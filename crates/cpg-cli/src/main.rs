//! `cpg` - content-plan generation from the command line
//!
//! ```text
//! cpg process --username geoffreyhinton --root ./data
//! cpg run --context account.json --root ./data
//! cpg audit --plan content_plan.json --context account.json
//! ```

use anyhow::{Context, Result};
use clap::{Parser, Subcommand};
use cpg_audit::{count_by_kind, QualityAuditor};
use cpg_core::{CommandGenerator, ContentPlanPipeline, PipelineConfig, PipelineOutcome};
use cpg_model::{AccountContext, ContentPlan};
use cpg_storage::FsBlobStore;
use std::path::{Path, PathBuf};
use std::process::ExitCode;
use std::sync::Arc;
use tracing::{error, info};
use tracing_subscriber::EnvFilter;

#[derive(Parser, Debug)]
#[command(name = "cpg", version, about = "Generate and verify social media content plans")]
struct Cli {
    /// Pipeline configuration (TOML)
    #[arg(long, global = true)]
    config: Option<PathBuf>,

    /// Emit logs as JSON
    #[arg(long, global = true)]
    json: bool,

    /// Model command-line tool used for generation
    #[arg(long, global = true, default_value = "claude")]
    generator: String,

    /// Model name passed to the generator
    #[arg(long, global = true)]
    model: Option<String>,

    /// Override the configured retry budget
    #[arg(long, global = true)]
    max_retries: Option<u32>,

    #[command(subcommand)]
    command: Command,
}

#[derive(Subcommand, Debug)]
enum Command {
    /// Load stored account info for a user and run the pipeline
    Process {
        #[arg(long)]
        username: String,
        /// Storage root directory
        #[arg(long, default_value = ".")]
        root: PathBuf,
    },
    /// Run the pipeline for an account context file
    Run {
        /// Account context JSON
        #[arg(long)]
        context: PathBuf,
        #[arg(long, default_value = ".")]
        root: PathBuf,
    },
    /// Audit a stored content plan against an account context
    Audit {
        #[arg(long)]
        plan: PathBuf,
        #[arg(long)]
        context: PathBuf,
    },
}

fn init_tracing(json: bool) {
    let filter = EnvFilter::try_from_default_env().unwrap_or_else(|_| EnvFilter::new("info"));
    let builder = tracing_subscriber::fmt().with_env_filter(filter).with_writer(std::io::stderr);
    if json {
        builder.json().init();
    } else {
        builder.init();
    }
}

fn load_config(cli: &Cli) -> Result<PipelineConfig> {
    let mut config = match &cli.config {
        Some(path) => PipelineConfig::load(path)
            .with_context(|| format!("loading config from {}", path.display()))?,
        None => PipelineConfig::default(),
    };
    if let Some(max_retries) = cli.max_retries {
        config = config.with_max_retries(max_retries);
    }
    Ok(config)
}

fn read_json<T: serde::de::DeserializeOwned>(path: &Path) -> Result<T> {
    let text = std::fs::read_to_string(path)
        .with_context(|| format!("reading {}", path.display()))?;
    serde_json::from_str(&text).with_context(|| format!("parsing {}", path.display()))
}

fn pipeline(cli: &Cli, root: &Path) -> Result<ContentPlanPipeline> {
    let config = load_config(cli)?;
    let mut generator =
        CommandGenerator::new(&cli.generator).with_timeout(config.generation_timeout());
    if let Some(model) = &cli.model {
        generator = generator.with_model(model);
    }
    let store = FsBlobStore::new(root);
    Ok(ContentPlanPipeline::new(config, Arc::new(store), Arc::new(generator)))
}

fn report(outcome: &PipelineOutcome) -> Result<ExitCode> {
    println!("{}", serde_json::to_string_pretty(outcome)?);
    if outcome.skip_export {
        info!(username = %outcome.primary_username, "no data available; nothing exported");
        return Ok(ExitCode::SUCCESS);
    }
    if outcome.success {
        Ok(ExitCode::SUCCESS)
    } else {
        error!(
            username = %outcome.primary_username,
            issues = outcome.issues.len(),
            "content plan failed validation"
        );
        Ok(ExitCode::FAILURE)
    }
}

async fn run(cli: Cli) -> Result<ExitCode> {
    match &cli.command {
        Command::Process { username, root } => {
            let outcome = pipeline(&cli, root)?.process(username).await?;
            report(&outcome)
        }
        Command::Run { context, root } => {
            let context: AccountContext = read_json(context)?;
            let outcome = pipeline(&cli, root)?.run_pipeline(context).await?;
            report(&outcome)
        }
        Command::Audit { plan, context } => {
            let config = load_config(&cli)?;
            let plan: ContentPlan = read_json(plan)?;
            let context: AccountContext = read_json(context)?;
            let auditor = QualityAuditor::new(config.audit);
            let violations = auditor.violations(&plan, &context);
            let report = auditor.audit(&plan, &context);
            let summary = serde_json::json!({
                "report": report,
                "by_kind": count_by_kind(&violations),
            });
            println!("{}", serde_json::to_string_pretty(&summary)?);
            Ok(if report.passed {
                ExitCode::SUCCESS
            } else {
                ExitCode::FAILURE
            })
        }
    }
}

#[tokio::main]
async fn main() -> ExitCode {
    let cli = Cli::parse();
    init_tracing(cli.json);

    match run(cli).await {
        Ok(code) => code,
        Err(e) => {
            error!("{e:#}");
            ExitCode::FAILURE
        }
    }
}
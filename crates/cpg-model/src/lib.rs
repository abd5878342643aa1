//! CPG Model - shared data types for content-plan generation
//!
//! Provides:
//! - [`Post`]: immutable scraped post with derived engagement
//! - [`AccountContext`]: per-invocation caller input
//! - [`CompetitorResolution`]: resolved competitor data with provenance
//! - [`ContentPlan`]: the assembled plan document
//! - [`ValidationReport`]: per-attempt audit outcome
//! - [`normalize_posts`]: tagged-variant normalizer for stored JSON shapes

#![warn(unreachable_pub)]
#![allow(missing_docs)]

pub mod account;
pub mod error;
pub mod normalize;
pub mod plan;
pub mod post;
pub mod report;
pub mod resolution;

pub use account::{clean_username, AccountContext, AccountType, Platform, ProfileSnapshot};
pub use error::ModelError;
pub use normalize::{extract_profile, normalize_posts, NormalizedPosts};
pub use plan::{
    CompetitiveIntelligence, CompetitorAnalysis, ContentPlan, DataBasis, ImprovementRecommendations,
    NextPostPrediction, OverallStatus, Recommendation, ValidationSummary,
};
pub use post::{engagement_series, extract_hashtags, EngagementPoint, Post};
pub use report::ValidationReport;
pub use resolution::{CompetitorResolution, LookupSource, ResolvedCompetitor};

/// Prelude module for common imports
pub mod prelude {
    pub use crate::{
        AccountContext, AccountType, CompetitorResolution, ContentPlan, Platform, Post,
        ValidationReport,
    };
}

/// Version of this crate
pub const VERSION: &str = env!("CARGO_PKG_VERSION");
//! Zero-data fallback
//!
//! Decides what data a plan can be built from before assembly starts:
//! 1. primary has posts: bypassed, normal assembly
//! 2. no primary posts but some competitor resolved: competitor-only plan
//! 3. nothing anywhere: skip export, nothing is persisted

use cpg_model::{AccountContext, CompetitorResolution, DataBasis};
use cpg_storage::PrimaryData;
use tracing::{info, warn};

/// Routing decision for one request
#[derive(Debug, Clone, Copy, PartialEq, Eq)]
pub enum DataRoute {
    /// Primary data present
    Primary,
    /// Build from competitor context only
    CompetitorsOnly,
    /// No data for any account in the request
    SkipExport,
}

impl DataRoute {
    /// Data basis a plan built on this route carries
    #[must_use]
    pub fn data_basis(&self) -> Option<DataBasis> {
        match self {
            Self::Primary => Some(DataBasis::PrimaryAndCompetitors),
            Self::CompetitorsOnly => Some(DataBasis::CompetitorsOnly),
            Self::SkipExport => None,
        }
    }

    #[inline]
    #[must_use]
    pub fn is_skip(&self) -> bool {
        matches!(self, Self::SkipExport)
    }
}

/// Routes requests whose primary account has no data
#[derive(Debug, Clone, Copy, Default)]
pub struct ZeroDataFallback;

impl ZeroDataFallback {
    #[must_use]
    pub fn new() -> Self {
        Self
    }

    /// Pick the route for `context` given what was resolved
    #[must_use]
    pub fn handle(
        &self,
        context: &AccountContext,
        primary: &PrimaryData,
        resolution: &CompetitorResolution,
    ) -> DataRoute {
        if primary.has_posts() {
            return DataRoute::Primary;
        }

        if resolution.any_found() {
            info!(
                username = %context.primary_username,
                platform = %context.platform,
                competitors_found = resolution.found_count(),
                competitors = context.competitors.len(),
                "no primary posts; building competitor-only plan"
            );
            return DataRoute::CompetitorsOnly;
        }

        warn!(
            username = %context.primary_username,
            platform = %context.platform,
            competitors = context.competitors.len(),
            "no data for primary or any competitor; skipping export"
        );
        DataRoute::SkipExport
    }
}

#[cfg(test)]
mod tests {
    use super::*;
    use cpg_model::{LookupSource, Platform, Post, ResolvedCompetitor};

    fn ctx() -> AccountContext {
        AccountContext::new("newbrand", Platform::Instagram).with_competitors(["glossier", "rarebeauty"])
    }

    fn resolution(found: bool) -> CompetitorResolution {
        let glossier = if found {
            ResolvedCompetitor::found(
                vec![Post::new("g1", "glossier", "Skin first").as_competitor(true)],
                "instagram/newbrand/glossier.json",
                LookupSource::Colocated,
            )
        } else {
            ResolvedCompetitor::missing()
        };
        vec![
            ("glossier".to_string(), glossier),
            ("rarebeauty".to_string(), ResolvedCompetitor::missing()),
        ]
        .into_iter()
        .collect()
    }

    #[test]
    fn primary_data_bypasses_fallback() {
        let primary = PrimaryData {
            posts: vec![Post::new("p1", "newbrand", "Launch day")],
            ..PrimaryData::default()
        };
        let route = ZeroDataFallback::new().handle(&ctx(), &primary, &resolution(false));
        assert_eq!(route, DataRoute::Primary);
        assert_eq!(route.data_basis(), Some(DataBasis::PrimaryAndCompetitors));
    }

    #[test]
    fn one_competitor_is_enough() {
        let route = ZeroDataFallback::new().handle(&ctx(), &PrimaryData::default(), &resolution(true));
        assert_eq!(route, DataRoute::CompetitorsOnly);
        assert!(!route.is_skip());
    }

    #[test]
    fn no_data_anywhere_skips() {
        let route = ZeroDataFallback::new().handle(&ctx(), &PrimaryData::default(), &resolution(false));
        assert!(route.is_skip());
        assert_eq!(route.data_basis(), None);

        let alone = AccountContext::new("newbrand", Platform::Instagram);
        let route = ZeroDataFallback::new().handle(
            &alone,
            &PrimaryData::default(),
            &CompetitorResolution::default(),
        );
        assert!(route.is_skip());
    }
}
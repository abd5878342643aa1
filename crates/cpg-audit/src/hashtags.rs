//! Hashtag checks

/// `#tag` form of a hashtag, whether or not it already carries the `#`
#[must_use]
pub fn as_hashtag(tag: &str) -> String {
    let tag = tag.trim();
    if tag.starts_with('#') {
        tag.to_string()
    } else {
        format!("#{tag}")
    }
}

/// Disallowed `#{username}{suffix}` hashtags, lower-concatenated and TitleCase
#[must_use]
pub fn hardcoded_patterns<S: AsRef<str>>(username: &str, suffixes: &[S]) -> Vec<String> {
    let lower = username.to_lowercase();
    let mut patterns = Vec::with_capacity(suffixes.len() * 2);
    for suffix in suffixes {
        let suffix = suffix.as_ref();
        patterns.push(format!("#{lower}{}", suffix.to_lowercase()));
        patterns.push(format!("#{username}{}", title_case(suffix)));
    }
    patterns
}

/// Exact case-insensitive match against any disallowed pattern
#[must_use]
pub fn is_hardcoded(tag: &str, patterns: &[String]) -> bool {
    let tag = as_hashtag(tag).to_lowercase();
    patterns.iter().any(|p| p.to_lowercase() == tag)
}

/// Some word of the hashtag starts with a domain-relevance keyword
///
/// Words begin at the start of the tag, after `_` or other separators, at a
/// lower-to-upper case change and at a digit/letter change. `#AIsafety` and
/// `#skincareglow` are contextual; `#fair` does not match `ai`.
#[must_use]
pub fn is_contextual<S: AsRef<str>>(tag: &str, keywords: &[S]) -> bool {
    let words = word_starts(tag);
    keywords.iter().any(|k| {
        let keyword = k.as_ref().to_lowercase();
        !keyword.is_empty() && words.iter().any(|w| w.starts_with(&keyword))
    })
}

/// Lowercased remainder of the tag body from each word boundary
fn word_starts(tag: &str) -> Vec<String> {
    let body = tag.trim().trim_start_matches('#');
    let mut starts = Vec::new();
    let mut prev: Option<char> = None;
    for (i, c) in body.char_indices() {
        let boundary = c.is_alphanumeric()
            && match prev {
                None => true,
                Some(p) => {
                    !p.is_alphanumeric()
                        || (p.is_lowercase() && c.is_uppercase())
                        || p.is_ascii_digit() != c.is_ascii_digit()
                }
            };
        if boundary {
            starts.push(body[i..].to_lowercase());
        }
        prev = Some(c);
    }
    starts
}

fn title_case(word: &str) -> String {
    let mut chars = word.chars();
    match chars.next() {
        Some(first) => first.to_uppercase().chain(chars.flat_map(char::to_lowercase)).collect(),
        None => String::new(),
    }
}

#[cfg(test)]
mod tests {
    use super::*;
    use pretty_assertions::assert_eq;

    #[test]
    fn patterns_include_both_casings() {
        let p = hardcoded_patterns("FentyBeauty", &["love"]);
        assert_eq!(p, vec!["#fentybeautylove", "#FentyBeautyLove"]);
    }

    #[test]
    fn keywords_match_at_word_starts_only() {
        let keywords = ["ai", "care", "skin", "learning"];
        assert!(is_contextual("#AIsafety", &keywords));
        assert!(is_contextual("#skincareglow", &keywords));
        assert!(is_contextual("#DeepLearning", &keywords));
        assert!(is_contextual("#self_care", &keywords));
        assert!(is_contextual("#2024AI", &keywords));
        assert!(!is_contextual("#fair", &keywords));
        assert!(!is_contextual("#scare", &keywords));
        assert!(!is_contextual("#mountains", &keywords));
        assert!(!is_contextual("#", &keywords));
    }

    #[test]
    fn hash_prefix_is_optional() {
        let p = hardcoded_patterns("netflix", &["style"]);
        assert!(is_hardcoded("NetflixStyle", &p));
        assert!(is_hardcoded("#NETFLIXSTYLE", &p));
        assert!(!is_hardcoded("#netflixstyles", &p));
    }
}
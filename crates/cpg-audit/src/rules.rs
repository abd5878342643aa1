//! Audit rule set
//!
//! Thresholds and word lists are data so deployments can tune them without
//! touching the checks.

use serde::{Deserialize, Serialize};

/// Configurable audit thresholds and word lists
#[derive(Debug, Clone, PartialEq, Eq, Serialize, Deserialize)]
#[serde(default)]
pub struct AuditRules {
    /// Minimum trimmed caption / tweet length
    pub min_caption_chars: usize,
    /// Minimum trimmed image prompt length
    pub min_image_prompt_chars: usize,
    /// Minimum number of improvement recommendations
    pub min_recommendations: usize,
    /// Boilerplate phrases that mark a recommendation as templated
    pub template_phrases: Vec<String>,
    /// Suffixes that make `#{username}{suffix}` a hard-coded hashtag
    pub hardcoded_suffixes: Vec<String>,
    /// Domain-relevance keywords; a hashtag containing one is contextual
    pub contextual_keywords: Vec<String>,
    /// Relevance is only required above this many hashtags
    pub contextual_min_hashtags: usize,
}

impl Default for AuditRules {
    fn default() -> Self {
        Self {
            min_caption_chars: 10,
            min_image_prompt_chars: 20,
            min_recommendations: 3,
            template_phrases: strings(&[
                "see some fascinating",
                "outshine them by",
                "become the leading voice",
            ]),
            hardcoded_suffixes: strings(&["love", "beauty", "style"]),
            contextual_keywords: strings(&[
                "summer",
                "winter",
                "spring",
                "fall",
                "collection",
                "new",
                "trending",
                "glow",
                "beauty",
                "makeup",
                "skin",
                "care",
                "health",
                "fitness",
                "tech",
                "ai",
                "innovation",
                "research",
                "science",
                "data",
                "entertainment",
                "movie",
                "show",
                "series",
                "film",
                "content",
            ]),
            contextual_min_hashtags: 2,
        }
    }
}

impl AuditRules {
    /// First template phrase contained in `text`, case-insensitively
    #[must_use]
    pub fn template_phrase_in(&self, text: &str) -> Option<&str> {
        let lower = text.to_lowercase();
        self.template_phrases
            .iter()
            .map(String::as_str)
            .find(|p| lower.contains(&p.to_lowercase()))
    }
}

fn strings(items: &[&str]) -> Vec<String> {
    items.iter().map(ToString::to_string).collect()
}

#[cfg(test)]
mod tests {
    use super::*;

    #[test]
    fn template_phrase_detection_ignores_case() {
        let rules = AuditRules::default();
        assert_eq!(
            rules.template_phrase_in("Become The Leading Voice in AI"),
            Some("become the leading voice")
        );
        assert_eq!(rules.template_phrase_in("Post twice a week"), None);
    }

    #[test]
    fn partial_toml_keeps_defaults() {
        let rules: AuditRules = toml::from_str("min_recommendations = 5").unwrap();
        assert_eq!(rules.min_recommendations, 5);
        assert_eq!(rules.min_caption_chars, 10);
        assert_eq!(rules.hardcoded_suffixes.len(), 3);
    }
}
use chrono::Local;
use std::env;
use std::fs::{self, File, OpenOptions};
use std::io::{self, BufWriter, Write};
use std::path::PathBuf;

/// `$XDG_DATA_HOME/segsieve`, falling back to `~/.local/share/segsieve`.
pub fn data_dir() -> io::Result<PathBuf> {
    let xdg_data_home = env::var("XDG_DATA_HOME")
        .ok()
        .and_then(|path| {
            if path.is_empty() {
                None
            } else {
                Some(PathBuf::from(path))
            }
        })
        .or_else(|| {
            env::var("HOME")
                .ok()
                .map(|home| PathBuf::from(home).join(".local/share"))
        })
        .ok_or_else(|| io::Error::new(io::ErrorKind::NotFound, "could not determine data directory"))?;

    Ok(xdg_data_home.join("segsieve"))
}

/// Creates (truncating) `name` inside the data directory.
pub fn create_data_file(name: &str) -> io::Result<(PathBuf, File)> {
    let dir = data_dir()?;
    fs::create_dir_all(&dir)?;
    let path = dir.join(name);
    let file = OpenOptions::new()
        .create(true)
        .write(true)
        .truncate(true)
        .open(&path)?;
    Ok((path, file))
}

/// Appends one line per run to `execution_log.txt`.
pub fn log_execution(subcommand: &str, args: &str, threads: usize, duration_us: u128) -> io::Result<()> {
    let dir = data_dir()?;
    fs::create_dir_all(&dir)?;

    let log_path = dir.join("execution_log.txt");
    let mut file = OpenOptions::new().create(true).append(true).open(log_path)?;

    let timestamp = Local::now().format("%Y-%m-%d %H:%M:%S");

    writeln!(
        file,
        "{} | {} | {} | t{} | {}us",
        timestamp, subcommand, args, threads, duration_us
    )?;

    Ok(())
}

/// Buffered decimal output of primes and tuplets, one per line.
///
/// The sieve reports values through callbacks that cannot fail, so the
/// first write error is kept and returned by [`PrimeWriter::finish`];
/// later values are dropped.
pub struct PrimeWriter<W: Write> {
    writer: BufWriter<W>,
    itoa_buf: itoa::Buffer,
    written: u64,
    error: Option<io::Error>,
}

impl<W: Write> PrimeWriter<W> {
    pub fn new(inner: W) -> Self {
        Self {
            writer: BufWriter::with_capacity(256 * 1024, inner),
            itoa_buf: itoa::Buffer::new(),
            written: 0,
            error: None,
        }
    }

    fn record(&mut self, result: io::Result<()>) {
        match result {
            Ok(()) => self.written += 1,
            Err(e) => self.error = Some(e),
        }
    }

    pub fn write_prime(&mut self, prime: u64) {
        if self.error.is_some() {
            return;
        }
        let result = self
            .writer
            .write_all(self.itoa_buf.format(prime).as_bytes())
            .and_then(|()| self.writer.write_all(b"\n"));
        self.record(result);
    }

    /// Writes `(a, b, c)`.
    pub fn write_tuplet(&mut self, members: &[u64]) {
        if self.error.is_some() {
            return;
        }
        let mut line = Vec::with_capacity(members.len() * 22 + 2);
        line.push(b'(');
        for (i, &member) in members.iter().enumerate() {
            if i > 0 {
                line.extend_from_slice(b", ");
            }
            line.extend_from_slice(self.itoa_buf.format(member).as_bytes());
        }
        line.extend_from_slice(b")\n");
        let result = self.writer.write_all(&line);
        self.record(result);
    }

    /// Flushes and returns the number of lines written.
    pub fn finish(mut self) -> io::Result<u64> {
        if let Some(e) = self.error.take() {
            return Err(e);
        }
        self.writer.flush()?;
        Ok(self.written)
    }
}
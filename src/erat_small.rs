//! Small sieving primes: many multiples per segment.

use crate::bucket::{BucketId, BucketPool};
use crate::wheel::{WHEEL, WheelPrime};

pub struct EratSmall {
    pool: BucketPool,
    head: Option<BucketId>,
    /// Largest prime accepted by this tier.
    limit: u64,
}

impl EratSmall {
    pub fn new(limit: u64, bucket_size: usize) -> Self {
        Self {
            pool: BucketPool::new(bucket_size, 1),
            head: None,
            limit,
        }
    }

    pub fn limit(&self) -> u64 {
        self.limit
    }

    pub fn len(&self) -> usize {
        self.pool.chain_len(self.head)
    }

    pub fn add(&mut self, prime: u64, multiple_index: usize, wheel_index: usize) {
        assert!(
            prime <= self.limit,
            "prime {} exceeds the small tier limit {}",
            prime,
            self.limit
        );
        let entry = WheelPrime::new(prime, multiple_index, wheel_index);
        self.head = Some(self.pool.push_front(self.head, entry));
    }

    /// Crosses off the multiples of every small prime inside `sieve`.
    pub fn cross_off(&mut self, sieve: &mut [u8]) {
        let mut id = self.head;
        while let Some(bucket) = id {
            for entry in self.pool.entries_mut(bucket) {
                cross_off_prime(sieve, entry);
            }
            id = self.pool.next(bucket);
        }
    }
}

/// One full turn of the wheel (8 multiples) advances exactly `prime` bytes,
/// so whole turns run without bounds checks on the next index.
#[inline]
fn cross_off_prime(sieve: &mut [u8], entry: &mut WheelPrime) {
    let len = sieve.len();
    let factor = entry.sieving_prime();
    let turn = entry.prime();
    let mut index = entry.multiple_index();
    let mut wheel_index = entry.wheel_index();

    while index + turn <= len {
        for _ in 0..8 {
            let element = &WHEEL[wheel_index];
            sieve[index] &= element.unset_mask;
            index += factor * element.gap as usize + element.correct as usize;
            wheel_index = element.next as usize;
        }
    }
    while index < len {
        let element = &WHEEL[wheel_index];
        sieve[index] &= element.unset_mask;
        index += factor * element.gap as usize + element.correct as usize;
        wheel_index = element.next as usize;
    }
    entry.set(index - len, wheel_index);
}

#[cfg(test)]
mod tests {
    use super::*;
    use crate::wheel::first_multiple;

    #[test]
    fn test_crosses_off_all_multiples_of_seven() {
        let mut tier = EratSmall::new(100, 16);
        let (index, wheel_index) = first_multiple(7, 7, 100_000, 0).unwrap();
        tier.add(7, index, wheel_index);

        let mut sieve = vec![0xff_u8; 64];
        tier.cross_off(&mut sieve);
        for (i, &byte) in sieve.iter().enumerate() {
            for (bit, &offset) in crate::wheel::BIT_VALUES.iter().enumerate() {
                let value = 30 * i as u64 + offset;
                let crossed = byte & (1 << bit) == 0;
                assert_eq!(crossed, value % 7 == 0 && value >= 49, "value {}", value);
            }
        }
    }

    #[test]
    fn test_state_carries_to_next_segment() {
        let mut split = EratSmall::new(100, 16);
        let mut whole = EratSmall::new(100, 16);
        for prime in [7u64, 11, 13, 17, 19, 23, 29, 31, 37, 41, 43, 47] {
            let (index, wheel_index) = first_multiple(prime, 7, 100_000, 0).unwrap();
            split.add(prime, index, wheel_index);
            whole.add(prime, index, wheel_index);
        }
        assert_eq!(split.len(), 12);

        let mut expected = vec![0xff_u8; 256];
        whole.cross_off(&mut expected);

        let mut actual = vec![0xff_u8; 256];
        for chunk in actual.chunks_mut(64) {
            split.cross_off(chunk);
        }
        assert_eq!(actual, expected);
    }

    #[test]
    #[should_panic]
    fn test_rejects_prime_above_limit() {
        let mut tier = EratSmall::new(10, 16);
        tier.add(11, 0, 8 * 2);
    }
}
○ ○ ○
## TASK GOAL:
Could you return exactly the lines above from the line with "per-invocation caller input" to the line with "per-attempt audit outcome", both included, and nothing else?

## ANSWER TO THE PROBLEM:
//! - [`AccountContext`]: per-invocation caller input
//! - [`CompetitorResolution`]: resolved competitor data with provenance
//! - [`ContentPlan`]: the assembled plan document
//! - [`ValidationReport`]: per-attempt audit outcome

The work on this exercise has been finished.